The scattered approaches of the U.S., Russia, Turkey, Britain, Germany, France, Saudi Arabia, Egypt, the UAE, Qatar and others – those involved in military operations in Syria, Iraq, Yemen and Libya – are, despite all pretenses, tactics rather than real strategies.
Perhaps Iran alone has a strategic vision, as it fights proxy wars far away from its cities and villages, just like Russia, the U.S., and Europe are doing. The losses of Arabs in Syria, Iraq, and Yemen are paid as ransoms to the Iranian victors. However, in the folds of this apparent cohesion, there is a hidden battle raging ahead of the Iranian elections, in which tactical cards are being played to crystallize a strategic vision distinct from those championed currently by the ruling echelons in Tehran, represented by Ayatollah Ali Khamenei.
Khamenei stands halfway between the moderate camp of President Rouhani and the hardliner camp led by the Revolutionary Guards and its de facto commander Qassem Soleimani, who is overseeing Iran’s wars in Iraq, Syria, Yemen and Lebanon.
There is no way to win this war unless Arab Sunnis become a direct party in the war, both on the popular and governmental levels.Raghida Dergham
While these political battles are taking place in Iran, the military battles are taking place in the Arab countries. These play an important role in the political alignment of the key Iranian players, who are masters in the arts of tradeoff and maneuvering in war and negotiation.
In truth, this is exactly what the other countries sitting opposite Iran, both on the table and in the battlefield, lack: shrewdness and stratagem.
Defining the mission
For instance, Saudi Arabia is in a dire need to clearly define the mission of the Arab coalition’s war in Yemen. It must determine the practical means to make the mission a success, and commit to a specific timetable as part of an exit strategy. But Saudi Arabia must also leave behind a Yemen that can recover, and not a dismembered Yemen.
Russia, another example, considers itself the dominant decision maker in Syria. But at the same time, it is slipping into a quagmire and is also in need of a strategy. France has a package of tactics without any strategy. Britain has admitted to its lack of strategic vision, as it watches Russia bomb the very Syrian rebels that Britain wanted to be the boots on the ground working in tandem with its air strikes.

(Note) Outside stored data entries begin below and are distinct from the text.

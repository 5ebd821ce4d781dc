//! Workload lifecycle against the process supervisor.

use std::collections::BTreeMap;
use std::fmt;
use std::str::FromStr;
use std::sync::Arc;

use serde::{Deserialize, Serialize};
use tracing::{debug, info};

use mimir_config::{ConfigurationDocument, MIMIR_CONFIG_FILE};

use crate::error::WorkloadError;
use crate::supervisor::{FailureAction, Layer, OverridePolicy, ServiceSpec, Startup, Supervisor};

/// Supervised service name.
pub const SERVICE_NAME: &str = "mimir";

/// Layer label the service is registered under.
pub const LAYER_LABEL: &str = "mimir";

const MIMIR_BINARY: &str = "/bin/mimir";

/// Result type for workload operations.
pub type Result<T> = std::result::Result<T, WorkloadError>;

/// Which Mimir components this unit runs.
#[derive(Debug, Clone, Copy, Default, PartialEq, Eq, Serialize, Deserialize)]
#[serde(rename_all = "lowercase")]
pub enum DeploymentProfile {
    /// Write path only.
    #[default]
    Writer,
    /// Every component in one process.
    Monolithic,
}

impl DeploymentProfile {
    /// The `-target` list for this profile.
    #[must_use]
    pub const fn targets(self) -> &'static [&'static str] {
        match self {
            Self::Writer => &["distributor", "ingester", "ruler", "alertmanager"],
            Self::Monolithic => &["all", "alertmanager"],
        }
    }
}

impl fmt::Display for DeploymentProfile {
    fn fmt(&self, f: &mut fmt::Formatter<'_>) -> fmt::Result {
        match self {
            Self::Writer => write!(f, "writer"),
            Self::Monolithic => write!(f, "monolithic"),
        }
    }
}

impl FromStr for DeploymentProfile {
    type Err = String;

    fn from_str(s: &str) -> std::result::Result<Self, Self::Err> {
        match s {
            "writer" => Ok(Self::Writer),
            "monolithic" => Ok(Self::Monolithic),
            other => Err(format!(
                "unknown profile '{other}', expected writer or monolithic"
            )),
        }
    }
}

/// Build the service layer that runs Mimir with `targets`.
#[must_use]
pub fn mimir_layer(targets: &[&str]) -> Layer {
    let command = format!(
        "{MIMIR_BINARY} --config.file={MIMIR_CONFIG_FILE} -target={}",
        targets.join(",")
    );
    Layer {
        summary: "mimir layer".to_string(),
        description: "supervisor layer for mimir".to_string(),
        services: BTreeMap::from([(
            SERVICE_NAME.to_string(),
            ServiceSpec {
                override_policy: OverridePolicy::Replace,
                summary: "mimir daemon".to_string(),
                command,
                startup: Startup::Enabled,
                on_failure: FailureAction::Restart,
            },
        )]),
    }
}

/// Drives the Mimir process through the supervisor.
///
/// Every operation checks connectability first and returns
/// [`WorkloadError::NotReady`] instead of touching the supervisor when it is
/// not reachable.
#[derive(Clone)]
pub struct WorkloadController {
    supervisor: Arc<dyn Supervisor>,
}

impl fmt::Debug for WorkloadController {
    fn fmt(&self, f: &mut fmt::Formatter<'_>) -> fmt::Result {
        f.debug_struct("WorkloadController").finish_non_exhaustive()
    }
}

impl WorkloadController {
    /// Wrap a supervisor handle.
    #[must_use]
    pub fn new(supervisor: Arc<dyn Supervisor>) -> Self {
        Self { supervisor }
    }

    /// Returns true if the supervisor is reachable.
    #[must_use]
    pub fn can_connect(&self) -> bool {
        self.supervisor.can_connect()
    }

    fn ensure_ready(&self) -> Result<()> {
        if self.supervisor.can_connect() {
            Ok(())
        } else {
            debug!("supervisor not reachable");
            Err(WorkloadError::NotReady)
        }
    }

    /// Create any of `paths` that do not exist yet, with parents.
    ///
    /// # Errors
    ///
    /// Returns `NotReady` if the supervisor is unreachable, or the supervisor
    /// error for the first path that could not be checked or created.
    pub fn ensure_directories(&self, paths: &[&str]) -> Result<()> {
        self.ensure_ready()?;
        for path in paths {
            if self.supervisor.exists(path)? {
                continue;
            }
            self.supervisor.make_dir(path, true)?;
            debug!(path, "created directory");
        }
        Ok(())
    }

    /// Render `document` and write it to the configuration file.
    ///
    /// # Errors
    ///
    /// Returns `NotReady` if the supervisor is unreachable, `Render` if the
    /// document cannot be serialized, or the supervisor's write error.
    pub fn push_config(&self, document: &ConfigurationDocument) -> Result<()> {
        self.ensure_ready()?;
        let yaml = document.to_yaml()?;
        self.supervisor.push(MIMIR_CONFIG_FILE, &yaml, true)?;
        debug!(path = MIMIR_CONFIG_FILE, bytes = yaml.len(), "pushed configuration");
        Ok(())
    }

    /// Register the layer for `targets` and start the service.
    ///
    /// Safe to call when the service is already running.
    ///
    /// # Errors
    ///
    /// Returns `NotReady` if the supervisor is unreachable, or the
    /// supervisor's error.
    pub fn start(&self, targets: &[&str]) -> Result<()> {
        self.ensure_ready()?;
        self.supervisor
            .add_layer(LAYER_LABEL, &mimir_layer(targets), true)?;
        self.supervisor.start(&[SERVICE_NAME])?;
        info!(service = SERVICE_NAME, targets = %targets.join(","), "started workload");
        Ok(())
    }

    /// Stop the service. Stopping a stopped service is a no-op.
    ///
    /// # Errors
    ///
    /// Returns `NotReady` if the supervisor is unreachable, or the
    /// supervisor's error.
    pub fn stop(&self) -> Result<()> {
        self.ensure_ready()?;
        self.supervisor.stop(&[SERVICE_NAME])?;
        info!(service = SERVICE_NAME, "stopped workload");
        Ok(())
    }

    /// Stop then start with `targets`.
    ///
    /// The layer is registered before stopping so the stop never targets an
    /// undefined service on a fresh container.
    ///
    /// # Errors
    ///
    /// Returns `NotReady` if the supervisor is unreachable, or the
    /// supervisor's error.
    pub fn restart(&self, targets: &[&str]) -> Result<()> {
        self.ensure_ready()?;
        self.supervisor
            .add_layer(LAYER_LABEL, &mimir_layer(targets), true)?;
        self.stop()?;
        self.start(targets)
    }
}
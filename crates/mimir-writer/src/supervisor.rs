//! Process supervisor interface.
//!
//! The workload container runs a supervision daemon that owns the Mimir
//! process and the container filesystem. [`Supervisor`] is the narrow set of
//! primitives the controller needs from it; [`FakeSupervisor`] is an
//! in-memory implementation for tests and dry runs.

use std::collections::{BTreeMap, BTreeSet};
use std::path::Path;

use parking_lot::RwLock;
use serde::{Deserialize, Serialize};

use crate::error::SupervisorError;

/// How a layer's service definition combines with an existing one.
#[derive(Debug, Clone, Copy, Default, PartialEq, Eq, Serialize, Deserialize)]
#[serde(rename_all = "lowercase")]
pub enum OverridePolicy {
    /// Replace the existing definition entirely.
    #[default]
    Replace,
}

/// Whether a service starts with the supervisor.
#[derive(Debug, Clone, Copy, Default, PartialEq, Eq, Serialize, Deserialize)]
#[serde(rename_all = "lowercase")]
pub enum Startup {
    /// Started at boot.
    #[default]
    Enabled,
}

/// What the supervisor does when the service exits with an error.
#[derive(Debug, Clone, Copy, Default, PartialEq, Eq, Serialize, Deserialize)]
#[serde(rename_all = "lowercase")]
pub enum FailureAction {
    /// Restart the service after a backoff.
    #[default]
    Restart,
}

/// A supervised service definition.
#[derive(Debug, Clone, PartialEq, Eq, Serialize, Deserialize)]
pub struct ServiceSpec {
    /// Combination policy.
    #[serde(rename = "override")]
    pub override_policy: OverridePolicy,
    /// Short description.
    pub summary: String,
    /// Command line.
    pub command: String,
    /// Boot behaviour.
    pub startup: Startup,
    /// Restart policy.
    #[serde(rename = "on-failure", default)]
    pub on_failure: FailureAction,
}

/// A service layer: a named bundle of service definitions.
#[derive(Debug, Clone, Default, PartialEq, Eq, Serialize, Deserialize)]
pub struct Layer {
    /// Short description.
    pub summary: String,
    /// Longer description.
    #[serde(default)]
    pub description: String,
    /// Services by name.
    #[serde(default)]
    pub services: BTreeMap<String, ServiceSpec>,
}

impl Layer {
    /// Render the layer as YAML.
    ///
    /// # Errors
    ///
    /// Returns an error if serialization fails.
    pub fn to_yaml(&self) -> Result<String, serde_yaml::Error> {
        serde_yaml::to_string(self)
    }
}

/// Primitives consumed from the process supervisor.
pub trait Supervisor: Send + Sync {
    /// Returns true if the supervisor is reachable.
    fn can_connect(&self) -> bool;

    /// Add a layer under `label`, combining with an existing layer of that
    /// label when `combine` is set.
    fn add_layer(&self, label: &str, layer: &Layer, combine: bool) -> Result<(), SupervisorError>;

    /// Start services. Already running services are left alone.
    fn start(&self, services: &[&str]) -> Result<(), SupervisorError>;

    /// Stop services. Already stopped services are left alone.
    fn stop(&self, services: &[&str]) -> Result<(), SupervisorError>;

    /// Returns true if `path` exists in the workload filesystem.
    fn exists(&self, path: &str) -> Result<bool, SupervisorError>;

    /// Create a directory.
    fn make_dir(&self, path: &str, make_parents: bool) -> Result<(), SupervisorError>;

    /// Write a file.
    fn push(&self, path: &str, content: &str, make_dirs: bool) -> Result<(), SupervisorError>;
}

/// A call made against a [`FakeSupervisor`].
#[derive(Debug, Clone, PartialEq, Eq)]
pub enum SupervisorCall {
    /// `add_layer` with this label.
    AddLayer(String),
    /// `start` with these services.
    Start(Vec<String>),
    /// `stop` with these services.
    Stop(Vec<String>),
    /// `make_dir` for this path.
    MakeDir(String),
    /// `push` to this path.
    Push(String),
}

#[derive(Debug, Default)]
struct FakeState {
    disconnected: bool,
    layers: BTreeMap<String, Layer>,
    files: BTreeMap<String, String>,
    dirs: BTreeSet<String>,
    running: BTreeSet<String>,
    calls: Vec<SupervisorCall>,
}

impl FakeState {
    fn check_connected(&self) -> Result<(), SupervisorError> {
        if self.disconnected {
            return Err(SupervisorError::ConnectionFailed(
                "supervisor socket unavailable".to_string(),
            ));
        }
        Ok(())
    }

    fn is_dir(&self, path: &str) -> bool {
        path == "/" || self.dirs.contains(path)
    }

    fn is_defined(&self, service: &str) -> bool {
        self.layers.values().any(|l| l.services.contains_key(service))
    }

    fn create_dir_all(&mut self, path: &Path) {
        for ancestor in path.ancestors() {
            let s = ancestor.to_string_lossy();
            if s.is_empty() || s == "/" {
                continue;
            }
            self.dirs.insert(s.into_owned());
        }
    }
}

fn parent_of(path: &str) -> String {
    Path::new(path)
        .parent()
        .map_or_else(|| "/".to_string(), |p| p.to_string_lossy().into_owned())
}

/// In-memory supervisor.
#[derive(Debug, Default)]
pub struct FakeSupervisor {
    state: RwLock<FakeState>,
}

impl FakeSupervisor {
    /// Create a reachable fake supervisor with an empty filesystem.
    #[must_use]
    pub fn new() -> Self {
        Self::default()
    }

    /// Create a fake supervisor that cannot be reached.
    #[must_use]
    pub fn disconnected() -> Self {
        let fake = Self::default();
        fake.set_connectable(false);
        fake
    }

    /// Toggle reachability.
    pub fn set_connectable(&self, connectable: bool) {
        self.state.write().disconnected = !connectable;
    }

    /// Contents of a pushed file.
    #[must_use]
    pub fn file(&self, path: &str) -> Option<String> {
        self.state.read().files.get(path).cloned()
    }

    /// Returns true if the directory exists.
    #[must_use]
    pub fn has_dir(&self, path: &str) -> bool {
        self.state.read().is_dir(path)
    }

    /// Returns true if the service is running.
    #[must_use]
    pub fn is_running(&self, service: &str) -> bool {
        self.state.read().running.contains(service)
    }

    /// The layer stored under `label`.
    #[must_use]
    pub fn layer(&self, label: &str) -> Option<Layer> {
        self.state.read().layers.get(label).cloned()
    }

    /// Every call made so far, in order.
    #[must_use]
    pub fn calls(&self) -> Vec<SupervisorCall> {
        self.state.read().calls.clone()
    }

    /// Forget recorded calls.
    pub fn clear_calls(&self) {
        self.state.write().calls.clear();
    }
}

impl Supervisor for FakeSupervisor {
    fn can_connect(&self) -> bool {
        !self.state.read().disconnected
    }

    fn add_layer(&self, label: &str, layer: &Layer, combine: bool) -> Result<(), SupervisorError> {
        let mut state = self.state.write();
        state.check_connected()?;
        state.calls.push(SupervisorCall::AddLayer(label.to_string()));

        match state.layers.get_mut(label) {
            Some(existing) if combine => {
                for (name, service) in &layer.services {
                    existing.services.insert(name.clone(), service.clone());
                }
                existing.summary.clone_from(&layer.summary);
                existing.description.clone_from(&layer.description);
            }
            Some(_) => {
                return Err(SupervisorError::Api(format!(
                    "layer \"{label}\" already exists"
                )));
            }
            None => {
                state.layers.insert(label.to_string(), layer.clone());
            }
        }
        Ok(())
    }

    fn start(&self, services: &[&str]) -> Result<(), SupervisorError> {
        let mut state = self.state.write();
        state.check_connected()?;
        state
            .calls
            .push(SupervisorCall::Start(services.iter().map(ToString::to_string).collect()));

        if let Some(unknown) = services.iter().find(|s| !state.is_defined(s)) {
            return Err(SupervisorError::Api(format!(
                "service \"{unknown}\" is not defined"
            )));
        }
        for service in services {
            state.running.insert((*service).to_string());
        }
        Ok(())
    }

    fn stop(&self, services: &[&str]) -> Result<(), SupervisorError> {
        let mut state = self.state.write();
        state.check_connected()?;
        state
            .calls
            .push(SupervisorCall::Stop(services.iter().map(ToString::to_string).collect()));

        if let Some(unknown) = services.iter().find(|s| !state.is_defined(s)) {
            return Err(SupervisorError::Api(format!(
                "service \"{unknown}\" is not defined"
            )));
        }
        for service in services {
            state.running.remove(*service);
        }
        Ok(())
    }

    fn exists(&self, path: &str) -> Result<bool, SupervisorError> {
        let state = self.state.read();
        state.check_connected()?;
        Ok(state.is_dir(path) || state.files.contains_key(path))
    }

    fn make_dir(&self, path: &str, make_parents: bool) -> Result<(), SupervisorError> {
        let mut state = self.state.write();
        state.check_connected()?;
        state.calls.push(SupervisorCall::MakeDir(path.to_string()));

        if make_parents {
            state.create_dir_all(Path::new(path));
        } else {
            let parent = parent_of(path);
            if !state.is_dir(&parent) {
                return Err(SupervisorError::PathNotFound(parent));
            }
            state.dirs.insert(path.to_string());
        }
        Ok(())
    }

    fn push(&self, path: &str, content: &str, make_dirs: bool) -> Result<(), SupervisorError> {
        let mut state = self.state.write();
        state.check_connected()?;
        state.calls.push(SupervisorCall::Push(path.to_string()));

        let parent = parent_of(path);
        if !state.is_dir(&parent) {
            if !make_dirs {
                return Err(SupervisorError::PathNotFound(parent));
            }
            state.create_dir_all(Path::new(&parent));
        }
        state.files.insert(path.to_string(), content.to_string());
        Ok(())
    }
}
//! HTTP client for Mimir's ruler and Alertmanager APIs.
//!
//! Mimir may not be listening yet when the controller runs, so nothing here
//! is allowed to take the caller down: writes return a [`RuleApiError`] value,
//! reads return an empty document, and every failure is logged at debug
//! level.

use std::time::Duration;

use reqwest::header::CONTENT_TYPE;
use reqwest::{Client, Method, Url};
use tracing::debug;

use mimir_config::MIMIR_PORT;

use crate::error::RuleApiError;
use crate::types::{AlertRuleGroup, AlertingConfiguration, RuleGroups};

/// Tenant used when multitenancy is disabled.
pub const DEFAULT_TENANT: &str = "anonymous";

/// Per-request timeout used unless overridden.
pub const DEFAULT_TIMEOUT: Duration = Duration::from_secs(10);

const YAML_CONTENT_TYPE: &str = "application/yaml";

/// Client for the tenant-scoped rule and alert endpoints.
///
/// Cloning is cheap and shares the connection pool.
#[derive(Debug, Clone)]
pub struct RuleClient {
    http: Client,
    base_url: String,
    tenant: String,
    timeout: Duration,
}

impl RuleClient {
    /// Creates a client for the API rooted at `base_url`.
    #[must_use]
    pub fn new(base_url: impl Into<String>) -> Self {
        Self {
            http: Client::new(),
            base_url: base_url.into(),
            tenant: DEFAULT_TENANT.to_string(),
            timeout: DEFAULT_TIMEOUT,
        }
    }

    /// Creates a client for the Mimir instance at `host` on the standard port.
    #[must_use]
    pub fn for_host(host: &str) -> Self {
        Self::new(format!("http://{host}:{MIMIR_PORT}"))
    }

    /// Sets the tenant.
    #[must_use]
    pub fn with_tenant(mut self, tenant: impl Into<String>) -> Self {
        self.tenant = tenant.into();
        self
    }

    /// Sets the default per-request timeout.
    #[must_use]
    pub const fn with_timeout(mut self, timeout: Duration) -> Self {
        self.timeout = timeout;
        self
    }

    /// Returns a copy of this client whose calls use `timeout`.
    ///
    /// ```rust,ignore
    /// let alerts = client.with_request_timeout(Duration::from_secs(2)).get_active_alerts().await;
    /// ```
    #[must_use]
    pub fn with_request_timeout(&self, timeout: Duration) -> Self {
        self.clone().with_timeout(timeout)
    }

    /// The API base URL.
    #[must_use]
    pub fn base_url(&self) -> &str {
        &self.base_url
    }

    /// The tenant rule groups are written under.
    #[must_use]
    pub fn tenant(&self) -> &str {
        &self.tenant
    }

    /// The current per-request timeout.
    #[must_use]
    pub const fn timeout(&self) -> Duration {
        self.timeout
    }

    /// Replace the cluster-wide Alertmanager configuration.
    ///
    /// Returns the HTTP status on success.
    pub async fn set_alerting_config(
        &self,
        config: &AlertingConfiguration,
    ) -> Result<u16, RuleApiError> {
        let body = config
            .to_request_body()
            .map_err(|e| RuleApiError::Encode(e.to_string()))?;
        let url = self.endpoint(&["api", "v1", "alerts"])?;
        self.send_yaml(Method::POST, url, Some(body)).await
    }

    /// Fetch every tenant's rule groups.
    ///
    /// A failed request and an empty or unparseable response both yield an
    /// empty map.
    pub async fn get_rule_groups(&self) -> RuleGroups {
        let Ok(url) = self.endpoint(&["prometheus", "config", "v1", "rules"]) else {
            return RuleGroups::new();
        };
        let Some(body) = self.fetch(url.clone()).await else {
            return RuleGroups::new();
        };
        if body.trim().is_empty() {
            return RuleGroups::new();
        }

        serde_yaml::from_str(&body).unwrap_or_else(|e| {
            debug!(url = %url, error = %e, "unparseable rule groups response");
            RuleGroups::new()
        })
    }

    /// Create or replace a rule group for this client's tenant.
    ///
    /// Returns the HTTP status on success.
    pub async fn set_rule_group(&self, group: &AlertRuleGroup) -> Result<u16, RuleApiError> {
        let body = group
            .to_yaml()
            .map_err(|e| RuleApiError::Encode(e.to_string()))?;
        let url =
            self.endpoint(&["prometheus", "config", "v1", "rules", self.tenant.as_str()])?;
        self.send_yaml(Method::POST, url, Some(body)).await
    }

    /// Delete a rule group from this client's tenant.
    ///
    /// Returns the HTTP status on success.
    pub async fn delete_rule_group(&self, name: &str) -> Result<u16, RuleApiError> {
        let url = self.endpoint(&[
            "prometheus",
            "config",
            "v1",
            "rules",
            self.tenant.as_str(),
            name,
        ])?;
        self.send_yaml(Method::DELETE, url, None).await
    }

    /// Fetch currently firing alerts as raw JSON.
    ///
    /// Returns an empty JSON object on any failure.
    pub async fn get_active_alerts(&self) -> serde_json::Value {
        let empty = || serde_json::Value::Object(serde_json::Map::new());

        let Ok(url) = self.endpoint(&["prometheus", "api", "v1", "alerts"]) else {
            return empty();
        };
        let Some(body) = self.fetch(url.clone()).await else {
            return empty();
        };
        if body.trim().is_empty() {
            return empty();
        }

        serde_json::from_str(&body).unwrap_or_else(|e| {
            debug!(url = %url, error = %e, "unparseable alerts response");
            empty()
        })
    }

    fn endpoint(&self, segments: &[&str]) -> Result<Url, RuleApiError> {
        let mut url =
            Url::parse(&self.base_url).map_err(|e| RuleApiError::InvalidUrl(e.to_string()))?;
        url.path_segments_mut()
            .map_err(|()| RuleApiError::InvalidUrl(self.base_url.clone()))?
            .pop_if_empty()
            .extend(segments);
        Ok(url)
    }

    async fn fetch(&self, url: Url) -> Option<String> {
        let response = match self
            .http
            .get(url.clone())
            .timeout(self.timeout)
            .send()
            .await
        {
            Ok(response) => response,
            Err(e) => {
                debug!(error = %classify(&e, &url), "failed to fetch");
                return None;
            }
        };

        let status = response.status();
        if !status.is_success() {
            debug!(url = %url, status = status.as_u16(), "failed to fetch");
            return None;
        }

        match response.text().await {
            Ok(body) => Some(body),
            Err(e) => {
                debug!(error = %classify(&e, &url), "failed to read response body");
                None
            }
        }
    }

    async fn send_yaml(
        &self,
        method: Method,
        url: Url,
        body: Option<String>,
    ) -> Result<u16, RuleApiError> {
        let mut request = self
            .http
            .request(method.clone(), url.clone())
            .timeout(self.timeout);
        if let Some(body) = body {
            request = request.header(CONTENT_TYPE, YAML_CONTENT_TYPE).body(body);
        }

        let response = request.send().await.map_err(|e| {
            let err = classify(&e, &url);
            debug!(method = %method, error = %err, "request failed");
            err
        })?;

        let status = response.status();
        if !status.is_success() {
            debug!(
                method = %method,
                url = %url,
                status = status.as_u16(),
                reason = status.canonical_reason().unwrap_or(""),
                "request rejected"
            );
            return Err(RuleApiError::Status {
                url: url.to_string(),
                code: status.as_u16(),
            });
        }

        Ok(status.as_u16())
    }
}

fn classify(err: &reqwest::Error, url: &Url) -> RuleApiError {
    if err.is_timeout() {
        RuleApiError::Timeout {
            url: url.to_string(),
        }
    } else {
        RuleApiError::Transport {
            url: url.to_string(),
            reason: err.to_string(),
        }
    }
}

#[cfg(test)]
mod tests {
    use super::*;

    #[test]
    fn for_host_uses_mimir_port() {
        let client = RuleClient::for_host("mimir-0.example");
        assert_eq!(client.base_url(), "http://mimir-0.example:9009");
        assert_eq!(client.tenant(), "anonymous");
        assert_eq!(client.timeout(), Duration::from_secs(10));
    }

    #[test]
    fn endpoint_builds_tenant_paths() {
        let client = RuleClient::new("http://localhost:9009").with_tenant("team-a");
        let url = client
            .endpoint(&["prometheus", "config", "v1", "rules", client.tenant(), "cpu"])
            .expect("url");
        assert_eq!(
            url.as_str(),
            "http://localhost:9009/prometheus/config/v1/rules/team-a/cpu"
        );
    }

    #[test]
    fn endpoint_escapes_group_names() {
        let client = RuleClient::new("http://localhost:9009/");
        let url = client
            .endpoint(&["prometheus", "config", "v1", "rules", "anonymous", "my group/1"])
            .expect("url");
        assert_eq!(
            url.as_str(),
            "http://localhost:9009/prometheus/config/v1/rules/anonymous/my%20group%2F1"
        );
    }

    #[test]
    fn endpoint_rejects_invalid_base() {
        let client = RuleClient::new("not a url");
        assert!(matches!(
            client.endpoint(&["api"]),
            Err(RuleApiError::InvalidUrl(_))
        ));
    }

    #[test]
    fn request_timeout_override_leaves_original_untouched() {
        let client = RuleClient::new("http://localhost:9009");
        let quick = client.with_request_timeout(Duration::from_millis(250));
        assert_eq!(quick.timeout(), Duration::from_millis(250));
        assert_eq!(client.timeout(), DEFAULT_TIMEOUT);
    }

    #[tokio::test]
    async fn invalid_base_url_yields_empty_reads() {
        let client = RuleClient::new("not a url");
        assert!(client.get_rule_groups().await.is_empty());
        assert_eq!(client.get_active_alerts().await, serde_json::json!({}));
    }
}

For its part, the U.S. is either good at covering a hidden strategy behind a series of failed tactics, or is really looking for a strategy amid a pile of conflicting tactics.
A futile fight
So where do we stand and what needs to be done?
This war on ISIS, al-Qaeda and their affiliates does not appear to be serious. It will also be futile if international policies continue as they are.
A U.N. report issued this month said that between 2000 and 3000 ISIS fighters, mostly Libyans who had fought in Iraq and Syria, returned to Libya in late 2013. The report noted that “while the group is benefiting from the appeal and notoriety of [ISIS] in Iraq and Syria, it is only one player among multiple warring factions in Libya and faces strong resistance from the population, as well as difficulties in building and maintaining local alliances.”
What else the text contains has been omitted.